Rockin' the Ph.D.
Roth Goes Nuclear, Eyes Pop’s Profession
By Kelly Saavedra / firstname.lastname@example.org
The bridge from Newell-Simon Hall to Wean Hall is more than a physical connection for Ph.D. candidate Mike Roth. For him, the popular walkway is a bridge to his past and memories he shared with his late father, Steven F. Roth, who was a research professor at Carnegie Mellon until he passed away in 2005.
"I remember coming to Wean a lot throughout my whole childhood. My dad had an office there. I'd come in to work with him whenever I didn’t have school. They had all these awesome supercomputers, and I got to play video games on them, which was really fun," Roth said. "And though I didn't fully understand it at the time, my dad showed me some of the earliest data visualization and human-computer interaction research, carried out by SAGE — System for Automated Graphics and Explanation — his research group in the Robotics Institute."
Mike Roth balances a music career with nuclear
power plant research.
They sat through Tartan football games together, and never missed a Spring Carnival.
"I loved the food and the rides and running through the booths, especially the ones that were multi-level," he recalled. "We'd watch them build the booths, and we’d watch them tear them down. I remember seeing a guy break his hammer once and saying to my dad, 'Wow! He must be the strongest man in the world!'"
Roth is a second-year doctoral student in CMU’s Engineering and Public Policy Department. He recently finished his qualifying exams and has been working on research that centers on how preserving nuclear power plants may be a good strategy to avoid carbon dioxide emissions.
"This is really important work," said his adviser, Paulina Jaramillo. "Nuclear power, a carbon free source of electricity, currently accounts for about 20 percent of generation in the U.S. The plants are being undercut by low electricity prices and may be at risk of retiring. If this happens, they would likely be replaced with carbon-emitting power plants."
Roth became passionate about energy during his undergraduate years at Oberlin College, where he balanced his studies with his other passion — music.

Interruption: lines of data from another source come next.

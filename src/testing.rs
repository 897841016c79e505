//! In-memory stand-ins for the store and providers, used by unit tests.

use std::collections::{HashMap, HashSet};
use std::sync::atomic::{AtomicUsize, Ordering};
use std::time::Duration;

use tokio::sync::RwLock;

use crate::error::SummaryError;
use crate::models::{
    CourseRealisation, CourseUnit, DateWindow, FeedbackTargetRef, Organisation, ScopeType,
    SummaryData, SummaryDocument, TargetFeedback,
};
use crate::provider::{FeedbackSource, Registry};
use crate::store::{SummaryKey, SummaryStore};

#[derive(Default)]
pub struct MemoryStore {
    documents: RwLock<HashMap<SummaryKey, SummaryDocument>>,
    puts: AtomicUsize,
}

impl MemoryStore {
    pub async fn insert(&self, doc: SummaryDocument) {
        self.documents.write().await.insert(SummaryKey::of(&doc), doc);
    }

    pub fn put_count(&self) -> usize {
        self.puts.load(Ordering::SeqCst)
    }

    pub async fn len(&self) -> usize {
        self.documents.read().await.len()
    }
}

impl SummaryStore for MemoryStore {
    async fn get(&self, key: &SummaryKey) -> Result<Option<SummaryDocument>, SummaryError> {
        Ok(self.documents.read().await.get(key).cloned())
    }

    async fn put(&self, doc: &SummaryDocument) -> Result<(), SummaryError> {
        self.puts.fetch_add(1, Ordering::SeqCst);
        self.documents
            .write()
            .await
            .insert(SummaryKey::of(doc), doc.clone());
        Ok(())
    }

    async fn get_many(&self, keys: &[SummaryKey]) -> Result<Vec<SummaryDocument>, SummaryError> {
        let documents = self.documents.read().await;
        Ok(keys.iter().filter_map(|key| documents.get(key).cloned()).collect())
    }
}

#[derive(Default)]
pub struct StaticFeedback {
    targets: HashMap<String, Vec<TargetFeedback>>,
    failing: HashSet<String>,
    delay: Option<Duration>,
    in_flight: AtomicUsize,
    peak_in_flight: AtomicUsize,
}

impl StaticFeedback {
    pub fn with_targets(mut self, scope_id: &str, targets: Vec<TargetFeedback>) -> Self {
        self.targets.insert(scope_id.to_string(), targets);
        self
    }

    pub fn with_failure(mut self, scope_id: &str) -> Self {
        self.failing.insert(scope_id.to_string());
        self
    }

    pub fn with_delay(mut self, delay: Duration) -> Self {
        self.delay = Some(delay);
        self
    }

    /// Most `target_feedback` calls observed running at the same time.
    pub fn peak_in_flight(&self) -> usize {
        self.peak_in_flight.load(Ordering::SeqCst)
    }
}

impl FeedbackSource for StaticFeedback {
    async fn summary_question_ids(&self) -> Result<Vec<String>, SummaryError> {
        Ok(vec!["1".to_string()])
    }

    async fn target_feedback(
        &self,
        scope_id: &str,
        _scope_type: ScopeType,
        _window: DateWindow,
    ) -> Result<Vec<TargetFeedback>, SummaryError> {
        let running = self.in_flight.fetch_add(1, Ordering::SeqCst) + 1;
        self.peak_in_flight.fetch_max(running, Ordering::SeqCst);
        if let Some(delay) = self.delay {
            tokio::time::sleep(delay).await;
        }
        self.in_flight.fetch_sub(1, Ordering::SeqCst);

        if self.failing.contains(scope_id) {
            return Err(SummaryError::Database(sqlx::Error::PoolTimedOut));
        }
        Ok(self.targets.get(scope_id).cloned().unwrap_or_default())
    }
}

#[derive(Default)]
pub struct MemoryRegistry {
    organisations: Vec<Organisation>,
    course_units: Vec<CourseUnit>,
    realisations: HashMap<String, Vec<CourseRealisation>>,
}

impl MemoryRegistry {
    pub fn with_organisation(
        mut self,
        id: &str,
        children: &[&str],
        course_units: &[&str],
    ) -> Self {
        self.organisations.push(Organisation {
            id: id.to_string(),
            code: id.to_uppercase(),
            name: format!("Organisation {id}"),
            child_organisation_ids: children.iter().map(|c| c.to_string()).collect(),
            course_unit_ids: course_units.iter().map(|c| c.to_string()).collect(),
        });
        self
    }

    pub fn with_course_unit(mut self, id: &str, course_code: &str) -> Self {
        self.course_units.push(course_unit(id, course_code));
        self
    }

    /// Attaches a realisation whose feedback targets point at `target_course_units`.
    pub fn with_realisation(
        mut self,
        organisation_id: &str,
        id: &str,
        target_course_units: &[CourseUnit],
    ) -> Self {
        let feedback_targets = target_course_units
            .iter()
            .enumerate()
            .map(|(index, course_unit)| FeedbackTargetRef {
                id: index as i64 + 1,
                course_unit: course_unit.clone(),
            })
            .collect();
        self.realisations
            .entry(organisation_id.to_string())
            .or_default()
            .push(CourseRealisation {
                id: id.to_string(),
                name: format!("Realisation {id}"),
                start_date: chrono::NaiveDate::from_ymd_opt(2023, 2, 1).unwrap_or_default(),
                feedback_targets,
            });
        self
    }
}

pub fn course_unit(id: &str, course_code: &str) -> CourseUnit {
    CourseUnit {
        id: id.to_string(),
        name: format!("Course {course_code}"),
        course_code: course_code.to_string(),
    }
}

pub fn summary(feedback_count: u64, student_count: u64) -> SummaryData {
    SummaryData {
        student_count,
        feedback_count,
        feedback_response_percentage: if student_count == 0 {
            0.0
        } else {
            feedback_count as f64 / student_count as f64 * 100.0
        },
        ..SummaryData::default()
    }
}

impl Registry for MemoryRegistry {
    async fn organisation_ids(&self) -> Result<Vec<String>, SummaryError> {
        Ok(self.organisations.iter().map(|o| o.id.clone()).collect())
    }

    async fn organisation(&self, id: &str) -> Result<Option<Organisation>, SummaryError> {
        Ok(self.organisations.iter().find(|o| o.id == id).cloned())
    }

    async fn course_unit(&self, id: &str) -> Result<Option<CourseUnit>, SummaryError> {
        Ok(self.course_units.iter().find(|c| c.id == id).cloned())
    }

    async fn course_units_by_organisation(&self, id: &str) -> Result<Vec<CourseUnit>, SummaryError> {
        let Some(organisation) = self.organisations.iter().find(|o| o.id == id) else {
            return Ok(Vec::new());
        };
        Ok(self
            .course_units
            .iter()
            .filter(|c| organisation.course_unit_ids.contains(&c.id))
            .cloned()
            .collect())
    }

    async fn course_realisations_by_organisation(
        &self,
        id: &str,
        window: DateWindow,
    ) -> Result<Vec<CourseRealisation>, SummaryError> {
        Ok(self
            .realisations
            .get(id)
            .map(|realisations| {
                realisations
                    .iter()
                    .filter(|r| window.contains(r.start_date))
                    .cloned()
                    .collect()
            })
            .unwrap_or_default())
    }
}
use std::fmt::Write;

use crate::models::{CourseUnitNode, DateWindow, OrganisationNode, SummaryData};

fn question_means(summary: &SummaryData) -> String {
    if summary.result.is_empty() {
        return "no answers".to_string();
    }
    summary
        .result
        .iter()
        .map(|(question_id, result)| format!("Q{question_id} {:.2}", result.mean))
        .collect::<Vec<_>>()
        .join(", ")
}

fn summary_line(summary: &SummaryData) -> String {
    format!(
        "{} feedbacks from {} students ({:.1}%), {}",
        summary.feedback_count,
        summary.student_count,
        summary.feedback_response_percentage,
        question_means(summary)
    )
}

fn course_unit_label(course_unit: &CourseUnitNode) -> String {
    let mut label = format!("{} {}", course_unit.course_code, course_unit.name);
    if course_unit.partial {
        label.push_str(" (partial)");
    }
    if course_unit.degraded {
        label.push_str(" (unavailable)");
    }
    label
}

pub fn build_report(tree: &OrganisationNode, window: DateWindow) -> String {
    let mut output = String::new();

    let _ = writeln!(output, "# Feedback Summary: {} {}", tree.code, tree.name);
    let _ = writeln!(
        output,
        "Generated for {} to {}",
        window.start_date, window.end_date
    );
    let _ = writeln!(output);
    let _ = writeln!(output, "## Overall");
    let _ = writeln!(output, "- {}", summary_line(&tree.summary));
    if tree.summary.hidden_count > 0 {
        let _ = writeln!(
            output,
            "- {} feedbacks hidden below the minimum response count",
            tree.summary.hidden_count
        );
    }

    let _ = writeln!(output);
    let _ = writeln!(output, "## Organisations");

    if tree.child_organisations.is_empty() {
        let _ = writeln!(output, "No child organisations.");
    } else {
        for child in tree.child_organisations.iter() {
            let _ = writeln!(
                output,
                "- {} {}: {}",
                child.code,
                child.name,
                summary_line(&child.summary)
            );
        }
    }

    let _ = writeln!(output);
    let _ = writeln!(output, "## Course Units");

    if tree.course_units.is_empty() {
        let _ = writeln!(output, "No course units in this window.");
    } else {
        for course_unit in tree.course_units.iter() {
            let _ = writeln!(
                output,
                "- {}: {}",
                course_unit_label(course_unit),
                summary_line(&course_unit.summary)
            );
        }
    }

    output
}
//! Combining Likert distributions and summary data from several scopes.
//!
//! Means are always recomputed from the merged distribution, so combining is
//! associative and commutative. `feedbackResponsePercentage` is the plain mean
//! of the inputs' percentages, not weighted by student count.

use std::collections::BTreeMap;

use crate::error::SummaryError;
use crate::models::{LikertResult, SummaryData, SummaryDocument};

/// Mean over numeric option keys, skipping `"0"` and keys that are not numbers.
pub fn likert_mean(distribution: &BTreeMap<String, u64>) -> f64 {
    let mut total_value = 0.0;
    let mut answered = 0u64;

    for (option, count) in distribution {
        let Ok(value) = option.trim().parse::<f64>() else {
            continue;
        };
        if value == 0.0 {
            continue;
        }
        total_value += value * *count as f64;
        answered += count;
    }

    if answered == 0 {
        0.0
    } else {
        total_value / answered as f64
    }
}

pub fn combine_likert<'a, I>(results: I) -> LikertResult
where
    I: IntoIterator<Item = &'a LikertResult>,
{
    let mut distribution: BTreeMap<String, u64> = BTreeMap::new();

    for result in results {
        for (option, count) in &result.distribution {
            *distribution.entry(option.clone()).or_insert(0) += count;
        }
    }

    LikertResult {
        mean: likert_mean(&distribution),
        distribution,
    }
}

/// Empty input yields `SummaryData::default()`.
pub fn combine_summary_data(list: &[SummaryData]) -> SummaryData {
    if list.is_empty() {
        return SummaryData::default();
    }

    let mut data = SummaryData::default();
    let mut per_question: BTreeMap<&str, Vec<&LikertResult>> = BTreeMap::new();
    let mut percentage_total = 0.0;

    for summary in list {
        data.student_count += summary.student_count;
        data.hidden_count += summary.hidden_count;
        data.feedback_count += summary.feedback_count;
        percentage_total += summary.feedback_response_percentage;

        for (question_id, result) in &summary.result {
            per_question.entry(question_id.as_str()).or_default().push(result);
        }
    }

    data.feedback_response_percentage = percentage_total / list.len() as f64;
    data.result = per_question
        .into_iter()
        .map(|(question_id, results)| (question_id.to_string(), combine_likert(results)))
        .collect();

    data
}

/// The first document's scope id is kept; the window spans all inputs.
pub fn combine_summary_documents(docs: &[SummaryDocument]) -> Result<SummaryDocument, SummaryError> {
    let first = docs.first().ok_or(SummaryError::EmptyInput)?;

    if let Some(other) = docs.iter().find(|doc| doc.scope_type != first.scope_type) {
        return Err(SummaryError::ScopeTypeMismatch {
            expected: first.scope_type,
            found: other.scope_type,
        });
    }

    let start_date = docs.iter().map(|doc| doc.start_date).min().unwrap_or(first.start_date);
    let end_date = docs.iter().map(|doc| doc.end_date).max().unwrap_or(first.end_date);
    let datas: Vec<SummaryData> = docs.iter().map(|doc| doc.data.clone()).collect();

    Ok(SummaryDocument {
        scope_id: first.scope_id.clone(),
        scope_type: first.scope_type,
        start_date,
        end_date,
        data: combine_summary_data(&datas),
    })
}
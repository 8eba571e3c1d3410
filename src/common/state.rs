//! Configuration-space primitives: states, bounds, and the bounded space

use std::ops::{Add, Div, Mul, Sub};

/// State in an n-dimensional Euclidean configuration space.
///
/// Two states compare equal iff every component is bitwise equal.
#[derive(Debug, Clone, PartialEq)]
pub struct State {
    pub vals: Vec<f64>,
}

impl State {
    pub fn new(vals: Vec<f64>) -> Self {
        State { vals }
    }

    /// State at the origin of a `dim`-dimensional space.
    pub fn zeros(dim: usize) -> Self {
        State { vals: vec![0.0; dim] }
    }

    pub fn dim(&self) -> usize {
        self.vals.len()
    }

    /// Euclidean norm.
    pub fn norm(&self) -> f64 {
        self.vals.iter().map(|v| v * v).sum::<f64>().sqrt()
    }

    /// Euclidean distance to `other`.
    pub fn distance_from(&self, other: &State) -> f64 {
        debug_assert_eq!(self.dim(), other.dim());
        self.vals
            .iter()
            .zip(&other.vals)
            .map(|(a, b)| (a - b).powi(2))
            .sum::<f64>()
            .sqrt()
    }
}

impl From<Vec<f64>> for State {
    fn from(vals: Vec<f64>) -> Self {
        State { vals }
    }
}

impl From<&[f64]> for State {
    fn from(vals: &[f64]) -> Self {
        State { vals: vals.to_vec() }
    }
}

impl Add for &State {
    type Output = State;

    fn add(self, rhs: &State) -> State {
        debug_assert_eq!(self.dim(), rhs.dim());
        State::new(self.vals.iter().zip(&rhs.vals).map(|(a, b)| a + b).collect())
    }
}

impl Sub for &State {
    type Output = State;

    fn sub(self, rhs: &State) -> State {
        debug_assert_eq!(self.dim(), rhs.dim());
        State::new(self.vals.iter().zip(&rhs.vals).map(|(a, b)| a - b).collect())
    }
}

impl Mul<f64> for &State {
    type Output = State;

    fn mul(self, rhs: f64) -> State {
        State::new(self.vals.iter().map(|a| a * rhs).collect())
    }
}

/// Componentwise scalar division. Division by zero is the caller's bug.
impl Div<f64> for &State {
    type Output = State;

    fn div(self, rhs: f64) -> State {
        State::new(self.vals.iter().map(|a| a / rhs).collect())
    }
}

/// Closed interval of allowed values for one dimension.
#[derive(Debug, Clone, Copy, PartialEq)]
pub struct Bound {
    pub low: f64,
    pub high: f64,
}

impl Bound {
    pub fn new(low: f64, high: f64) -> Self {
        debug_assert!(low <= high);
        Bound { low, high }
    }
}

/// Bounded n-dimensional configuration space.
#[derive(Debug, Clone)]
pub struct Space {
    bounds: Vec<Bound>,
}

impl Space {
    pub fn new(bounds: Vec<Bound>) -> Self {
        Space { bounds }
    }

    pub fn dim(&self) -> usize {
        self.bounds.len()
    }

    pub fn bound(&self, i: usize) -> &Bound {
        &self.bounds[i]
    }
}
//! Constraint oracle interface consumed by the sampling-based planners
//!
//! The oracle is owned by the caller and borrowed by a planner for the
//! duration of `solve`. It answers three questions: what the bounded space
//! looks like, whether a single state is allowed, and whether the straight
//! segment between two states is collision-free.

use crate::common::state::{Space, State};

/// Verdict of the oracle for a single state.
#[derive(Debug, Clone, Copy, PartialEq, Eq)]
pub enum ConstraintType {
    /// The state is allowed
    Entry,
    /// The state is forbidden (out of bounds or inside an obstacle)
    NoEntry,
}

/// Capability set the planners rely on.
pub trait Constraint {
    /// The bounded configuration space being searched.
    fn space(&self) -> &Space;

    /// Classify a single state.
    fn classify(&self, state: &State) -> ConstraintType;

    /// True iff the straight segment from `a` to `b` is collision-free.
    ///
    /// The default checks ten evenly spaced points at parametric ratios
    /// 0.0, 0.1, .., 0.9 through `classify`. Oracles with analytic obstacle
    /// geometry should override this with an exact segment test; an
    /// override must not report a segment free when any of those interior
    /// points is forbidden.
    fn segment_free(&self, a: &State, b: &State) -> bool {
        let vec = b - a;
        for i in 0..10 {
            let ratio = i as f64 / 10.0;
            let target = a + &(&vec * ratio);
            if self.classify(&target) == ConstraintType::NoEntry {
                return false;
            }
        }
        true
    }
}

#[cfg(test)]
mod tests {
    use super::*;
    use crate::common::state::Bound;

    /// 2-D world with a single circular obstacle.
    struct CircleWorld {
        space: Space,
        center: (f64, f64),
        radius: f64,
    }

    impl CircleWorld {
        fn new() -> Self {
            CircleWorld {
                space: Space::new(vec![Bound::new(0.0, 10.0), Bound::new(0.0, 10.0)]),
                center: (5.0, 5.0),
                radius: 1.0,
            }
        }
    }

    impl Constraint for CircleWorld {
        fn space(&self) -> &Space {
            &self.space
        }

        fn classify(&self, state: &State) -> ConstraintType {
            for i in 0..self.space.dim() {
                let b = self.space.bound(i);
                if state.vals[i] < b.low || b.high < state.vals[i] {
                    return ConstraintType::NoEntry;
                }
            }
            let dx = state.vals[0] - self.center.0;
            let dy = state.vals[1] - self.center.1;
            if (dx * dx + dy * dy).sqrt() <= self.radius {
                return ConstraintType::NoEntry;
            }
            ConstraintType::Entry
        }
    }

    #[test]
    fn test_classify() {
        let world = CircleWorld::new();
        assert_eq!(world.classify(&State::new(vec![1.0, 1.0])), ConstraintType::Entry);
        assert_eq!(world.classify(&State::new(vec![5.0, 5.0])), ConstraintType::NoEntry);
        assert_eq!(world.classify(&State::new(vec![-1.0, 5.0])), ConstraintType::NoEntry);
        assert_eq!(world.classify(&State::new(vec![5.0, 11.0])), ConstraintType::NoEntry);
    }

    #[test]
    fn test_segment_free_clear() {
        let world = CircleWorld::new();
        let a = State::new(vec![1.0, 1.0]);
        let b = State::new(vec![9.0, 1.0]);
        assert!(world.segment_free(&a, &b));
    }

    #[test]
    fn test_segment_free_blocked() {
        let world = CircleWorld::new();
        let a = State::new(vec![1.0, 5.0]);
        let b = State::new(vec![9.0, 5.0]);
        assert!(!world.segment_free(&a, &b));
    }

    #[test]
    fn test_segment_free_does_not_sample_endpoint() {
        let world = CircleWorld::new();
        // Segment ending just inside the obstacle: the parametric check
        // stops at ratio 0.9, so the endpoint itself is not examined.
        let a = State::new(vec![5.0, 0.0]);
        let b = State::new(vec![5.0, 4.2]);
        assert_eq!(world.classify(&b), ConstraintType::NoEntry);
        assert!(world.segment_free(&a, &b));
    }
}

"I had two friends who needed a bass player, so I bought a bass, taught myself how to play it, and we started a band called Cobalt and the Hired Guns. We recorded four studio albums," he said.
He toured with them for a total of nine years based out of Chicago, leaving the band only because he wanted to go to graduate school.
He enrolled in Duke University for a master’s degree in environmental management focusing in energy. Then, he moved back to Chicago to get another master’s degree, this time in public policy.
"Being in a band was a great experience for me for a lot of reasons," he said. "I learned how to talk about and manage feelings and disagreements and egos, and you know, the group dynamics involved in working with people. It really helped me learn to work with lots of different types of people despite us having very different backgrounds and personalities. You're living in a van with people on tour for a month. You get to know them very well, and that can be very challenging."
Roth released his first solo album, "Slow Down," this winter. He filmed the music video for the single in Haifa, Israel, after he conducted research on electric vehicle policy at Tel Aviv University.
"What’s cool about Haifa is it's a city on a mountain. They have an incline, just like Pittsburgh, but it's a subway incline, so it's underground. So, we started at the top and over the course of two days worked our way down to the beach," he said.
"We didn't plan any of it. We didn't know whom we'd meet. We didn't know what was going to be in it. The culture is a bit different from the U.S., in that the country was founded with Kibbutzim and many socialist ideals, and so there is still an element of things being more communal there than they are here in the U.S. Some people didn't even speak English, but for example, we went to a Haifa fire station and they let us stand on all the trucks and capture video of that. It was really fun."
The video can be found on YouTube and at www.mikerothmusic.com. The rest of the album is on Spotify, iTunes and can be downloaded on Bandcamp for free.
Roth has toured extensively throughout the U.S., opening for artists such as Josh Ritter, State Radio, Pete Francis of Dispatch and the Clarks.
A couple of summer internships with CMU's Scott Matthews are what led him back to Pittsburgh — where he now plays guitar for local act Rachel B — and to the university he refers to as "the best place on Earth" for him to be doing his work.
"I'm not an engineer, so traditional engineering departments at other universities wouldn't have been a good fit for me," he said. "CMU is very interdisciplinary and focused on exactly what I'm interested in, which is energy and environmental issues where there's an intersection of social science and engineering."
A two-year stint teaching elementary school ignited a spark in him for teaching, meaning he hasn't ruled out following in his father's footsteps and the idea of becoming a professor.
"I think about my dad a lot. I feel his presence here," he said. "It's reassuring when things get difficult, like when I was taking my qualifying exams. I could feel him reassuring me, patting me on the shoulder, reminding me I can do this. I'm meant to be here."
Now, the bridge from Newell-Simon Hall to Wean Hall, which leads to his past, also may lead to his future.
"Maybe I'll have an office here myself someday," he said. "If I'm lucky."